[DATA FOR THIS TASK]
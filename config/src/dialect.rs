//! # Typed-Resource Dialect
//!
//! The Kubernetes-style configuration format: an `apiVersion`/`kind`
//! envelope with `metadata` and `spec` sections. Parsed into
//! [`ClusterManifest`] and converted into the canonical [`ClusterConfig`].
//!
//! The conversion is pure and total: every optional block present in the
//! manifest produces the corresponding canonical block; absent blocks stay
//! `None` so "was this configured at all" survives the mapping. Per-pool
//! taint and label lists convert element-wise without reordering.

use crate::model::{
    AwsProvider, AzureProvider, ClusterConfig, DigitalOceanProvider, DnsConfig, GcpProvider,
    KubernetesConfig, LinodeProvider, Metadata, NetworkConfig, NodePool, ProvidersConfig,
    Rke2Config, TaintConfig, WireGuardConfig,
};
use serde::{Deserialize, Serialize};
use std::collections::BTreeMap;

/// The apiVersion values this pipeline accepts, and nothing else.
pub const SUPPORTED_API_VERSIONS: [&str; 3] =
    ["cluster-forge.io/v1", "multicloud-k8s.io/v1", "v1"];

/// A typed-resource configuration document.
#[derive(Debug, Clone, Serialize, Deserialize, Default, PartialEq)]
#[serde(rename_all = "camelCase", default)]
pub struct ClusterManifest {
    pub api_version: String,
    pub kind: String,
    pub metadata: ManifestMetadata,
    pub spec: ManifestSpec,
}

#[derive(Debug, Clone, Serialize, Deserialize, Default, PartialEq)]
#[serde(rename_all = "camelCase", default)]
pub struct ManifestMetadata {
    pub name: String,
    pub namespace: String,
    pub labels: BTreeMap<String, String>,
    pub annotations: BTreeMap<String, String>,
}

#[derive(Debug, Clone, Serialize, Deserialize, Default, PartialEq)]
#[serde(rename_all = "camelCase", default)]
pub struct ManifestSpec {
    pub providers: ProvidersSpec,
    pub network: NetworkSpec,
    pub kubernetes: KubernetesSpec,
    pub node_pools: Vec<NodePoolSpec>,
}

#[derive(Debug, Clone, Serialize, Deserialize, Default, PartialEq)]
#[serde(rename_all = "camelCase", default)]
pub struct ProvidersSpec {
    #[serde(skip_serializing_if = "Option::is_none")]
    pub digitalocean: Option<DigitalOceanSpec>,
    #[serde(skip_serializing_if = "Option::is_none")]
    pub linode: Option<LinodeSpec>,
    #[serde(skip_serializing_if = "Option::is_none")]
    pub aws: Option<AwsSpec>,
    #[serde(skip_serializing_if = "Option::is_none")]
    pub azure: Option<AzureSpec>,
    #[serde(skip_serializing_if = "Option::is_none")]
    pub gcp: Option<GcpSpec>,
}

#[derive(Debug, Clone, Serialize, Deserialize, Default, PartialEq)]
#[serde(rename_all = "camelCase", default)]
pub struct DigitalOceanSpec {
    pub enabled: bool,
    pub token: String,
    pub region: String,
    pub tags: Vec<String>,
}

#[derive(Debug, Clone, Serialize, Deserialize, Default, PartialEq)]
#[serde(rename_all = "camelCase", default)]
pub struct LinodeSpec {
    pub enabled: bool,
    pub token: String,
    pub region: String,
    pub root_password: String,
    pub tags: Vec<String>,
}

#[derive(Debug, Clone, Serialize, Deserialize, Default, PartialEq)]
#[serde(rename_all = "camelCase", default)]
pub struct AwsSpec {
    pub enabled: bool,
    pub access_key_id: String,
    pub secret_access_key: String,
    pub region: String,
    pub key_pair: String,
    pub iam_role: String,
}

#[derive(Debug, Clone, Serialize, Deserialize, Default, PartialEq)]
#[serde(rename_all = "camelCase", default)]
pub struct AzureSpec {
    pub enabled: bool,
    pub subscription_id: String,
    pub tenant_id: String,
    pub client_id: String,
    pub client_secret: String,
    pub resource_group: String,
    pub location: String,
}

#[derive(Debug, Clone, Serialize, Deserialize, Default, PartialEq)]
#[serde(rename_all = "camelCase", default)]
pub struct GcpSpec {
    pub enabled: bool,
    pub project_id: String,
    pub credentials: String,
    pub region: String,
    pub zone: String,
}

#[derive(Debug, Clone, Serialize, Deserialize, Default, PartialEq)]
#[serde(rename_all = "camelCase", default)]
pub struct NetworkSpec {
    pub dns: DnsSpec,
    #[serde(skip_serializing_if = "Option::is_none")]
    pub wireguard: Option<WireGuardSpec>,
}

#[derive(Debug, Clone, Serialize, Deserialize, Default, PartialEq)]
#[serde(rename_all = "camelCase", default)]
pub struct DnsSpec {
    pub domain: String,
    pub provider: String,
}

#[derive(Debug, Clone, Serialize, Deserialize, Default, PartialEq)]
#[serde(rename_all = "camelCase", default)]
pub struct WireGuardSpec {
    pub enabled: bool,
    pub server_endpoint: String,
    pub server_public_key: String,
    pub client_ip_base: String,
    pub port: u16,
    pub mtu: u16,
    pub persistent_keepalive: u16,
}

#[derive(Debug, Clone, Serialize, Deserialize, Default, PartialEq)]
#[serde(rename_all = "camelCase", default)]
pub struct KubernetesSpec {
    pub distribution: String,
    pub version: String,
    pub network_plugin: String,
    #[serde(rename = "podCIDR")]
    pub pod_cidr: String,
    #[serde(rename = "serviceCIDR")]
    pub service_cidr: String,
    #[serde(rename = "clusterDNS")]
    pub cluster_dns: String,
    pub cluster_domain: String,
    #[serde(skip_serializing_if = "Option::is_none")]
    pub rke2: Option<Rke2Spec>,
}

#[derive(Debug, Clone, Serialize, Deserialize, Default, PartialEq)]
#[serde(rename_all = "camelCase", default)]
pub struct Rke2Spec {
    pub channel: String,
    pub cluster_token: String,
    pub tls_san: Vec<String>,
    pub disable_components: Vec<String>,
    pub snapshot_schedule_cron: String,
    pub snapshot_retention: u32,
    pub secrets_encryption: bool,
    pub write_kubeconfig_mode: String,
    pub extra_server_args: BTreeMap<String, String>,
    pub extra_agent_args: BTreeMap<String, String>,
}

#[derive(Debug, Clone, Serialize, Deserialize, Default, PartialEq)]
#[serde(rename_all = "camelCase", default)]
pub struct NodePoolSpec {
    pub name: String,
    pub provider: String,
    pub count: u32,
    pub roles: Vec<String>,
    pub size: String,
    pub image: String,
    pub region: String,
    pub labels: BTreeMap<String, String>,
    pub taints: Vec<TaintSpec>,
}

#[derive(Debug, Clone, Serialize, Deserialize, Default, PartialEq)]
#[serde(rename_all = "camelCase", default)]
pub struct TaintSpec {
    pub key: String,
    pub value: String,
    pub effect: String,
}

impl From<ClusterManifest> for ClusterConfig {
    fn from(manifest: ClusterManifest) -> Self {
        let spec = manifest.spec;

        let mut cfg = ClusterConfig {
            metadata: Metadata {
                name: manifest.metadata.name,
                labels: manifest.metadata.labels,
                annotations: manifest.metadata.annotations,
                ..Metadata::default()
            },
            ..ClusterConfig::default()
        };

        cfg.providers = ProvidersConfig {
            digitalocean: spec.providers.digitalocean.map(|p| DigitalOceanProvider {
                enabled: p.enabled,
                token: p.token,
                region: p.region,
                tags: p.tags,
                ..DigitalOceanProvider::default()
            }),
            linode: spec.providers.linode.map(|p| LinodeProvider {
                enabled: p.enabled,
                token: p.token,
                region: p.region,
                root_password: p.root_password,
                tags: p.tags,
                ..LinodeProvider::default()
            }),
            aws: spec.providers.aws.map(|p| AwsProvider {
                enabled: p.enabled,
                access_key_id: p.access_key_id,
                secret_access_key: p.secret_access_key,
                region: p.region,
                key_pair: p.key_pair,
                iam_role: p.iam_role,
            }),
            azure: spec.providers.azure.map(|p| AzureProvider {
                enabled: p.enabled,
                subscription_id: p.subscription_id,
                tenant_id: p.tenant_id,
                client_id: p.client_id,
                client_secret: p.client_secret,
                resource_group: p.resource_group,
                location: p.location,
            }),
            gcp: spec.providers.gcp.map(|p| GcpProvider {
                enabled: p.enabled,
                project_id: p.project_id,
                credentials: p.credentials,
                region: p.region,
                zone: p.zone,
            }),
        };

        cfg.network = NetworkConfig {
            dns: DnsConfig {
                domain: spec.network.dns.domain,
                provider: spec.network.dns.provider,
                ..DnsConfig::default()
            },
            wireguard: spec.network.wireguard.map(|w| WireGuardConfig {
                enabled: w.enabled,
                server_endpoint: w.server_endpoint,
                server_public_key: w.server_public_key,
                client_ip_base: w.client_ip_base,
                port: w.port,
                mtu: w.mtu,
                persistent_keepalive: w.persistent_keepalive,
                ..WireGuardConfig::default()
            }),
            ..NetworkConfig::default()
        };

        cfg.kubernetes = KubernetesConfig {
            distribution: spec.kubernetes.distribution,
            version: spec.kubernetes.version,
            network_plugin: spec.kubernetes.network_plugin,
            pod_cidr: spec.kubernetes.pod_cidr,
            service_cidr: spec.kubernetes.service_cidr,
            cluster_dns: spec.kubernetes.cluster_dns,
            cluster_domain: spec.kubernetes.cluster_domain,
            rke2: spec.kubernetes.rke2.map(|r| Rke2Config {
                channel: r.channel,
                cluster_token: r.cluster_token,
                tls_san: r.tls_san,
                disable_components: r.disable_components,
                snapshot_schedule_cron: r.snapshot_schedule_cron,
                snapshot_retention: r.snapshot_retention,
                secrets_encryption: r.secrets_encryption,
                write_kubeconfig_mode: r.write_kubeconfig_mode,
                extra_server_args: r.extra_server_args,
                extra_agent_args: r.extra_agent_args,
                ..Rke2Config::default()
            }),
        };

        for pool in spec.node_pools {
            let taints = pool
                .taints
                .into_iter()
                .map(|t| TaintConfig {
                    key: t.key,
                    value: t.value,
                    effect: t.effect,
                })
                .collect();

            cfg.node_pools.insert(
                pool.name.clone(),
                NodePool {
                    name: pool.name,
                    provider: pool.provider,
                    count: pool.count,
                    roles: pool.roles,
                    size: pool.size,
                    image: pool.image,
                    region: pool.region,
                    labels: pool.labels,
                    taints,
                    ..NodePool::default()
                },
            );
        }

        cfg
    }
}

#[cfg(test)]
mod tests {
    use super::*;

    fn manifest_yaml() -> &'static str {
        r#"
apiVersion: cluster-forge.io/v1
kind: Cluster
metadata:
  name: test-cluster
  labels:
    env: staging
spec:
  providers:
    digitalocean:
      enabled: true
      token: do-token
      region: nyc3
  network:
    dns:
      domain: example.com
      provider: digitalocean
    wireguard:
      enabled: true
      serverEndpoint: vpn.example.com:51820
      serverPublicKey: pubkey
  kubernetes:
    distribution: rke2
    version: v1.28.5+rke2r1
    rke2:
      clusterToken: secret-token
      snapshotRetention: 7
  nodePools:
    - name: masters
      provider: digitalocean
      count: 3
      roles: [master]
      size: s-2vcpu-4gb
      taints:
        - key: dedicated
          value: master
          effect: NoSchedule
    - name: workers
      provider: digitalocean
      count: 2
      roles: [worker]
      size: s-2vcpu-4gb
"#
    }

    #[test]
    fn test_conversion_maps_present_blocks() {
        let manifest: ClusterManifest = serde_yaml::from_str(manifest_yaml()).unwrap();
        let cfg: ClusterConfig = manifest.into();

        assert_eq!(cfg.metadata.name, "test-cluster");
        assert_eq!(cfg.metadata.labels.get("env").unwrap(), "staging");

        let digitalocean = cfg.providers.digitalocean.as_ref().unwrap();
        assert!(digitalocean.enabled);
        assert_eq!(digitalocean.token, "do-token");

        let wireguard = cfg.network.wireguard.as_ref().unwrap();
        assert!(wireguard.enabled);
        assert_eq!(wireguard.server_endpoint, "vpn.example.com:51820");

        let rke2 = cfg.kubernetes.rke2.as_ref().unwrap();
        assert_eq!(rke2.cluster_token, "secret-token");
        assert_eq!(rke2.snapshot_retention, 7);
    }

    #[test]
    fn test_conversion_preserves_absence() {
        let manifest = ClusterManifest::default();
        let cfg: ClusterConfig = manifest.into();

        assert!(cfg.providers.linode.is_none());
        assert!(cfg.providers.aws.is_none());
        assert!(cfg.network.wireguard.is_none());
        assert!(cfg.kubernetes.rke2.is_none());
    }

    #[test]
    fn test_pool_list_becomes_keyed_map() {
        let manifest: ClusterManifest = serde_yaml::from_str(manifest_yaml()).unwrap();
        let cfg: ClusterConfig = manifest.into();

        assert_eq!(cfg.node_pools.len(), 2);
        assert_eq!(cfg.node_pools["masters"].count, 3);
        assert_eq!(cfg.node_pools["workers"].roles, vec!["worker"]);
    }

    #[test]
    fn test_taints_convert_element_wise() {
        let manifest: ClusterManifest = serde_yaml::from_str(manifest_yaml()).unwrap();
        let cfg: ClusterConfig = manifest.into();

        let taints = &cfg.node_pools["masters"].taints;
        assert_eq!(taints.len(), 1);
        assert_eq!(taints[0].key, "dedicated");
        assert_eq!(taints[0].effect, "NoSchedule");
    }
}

[PROBLEM] Return all lines of the material above in which "ManifestMetadata" occurs.

[RESPONSE FOR THIS EXERCISE]
    pub metadata: ManifestMetadata,
pub struct ManifestMetadata {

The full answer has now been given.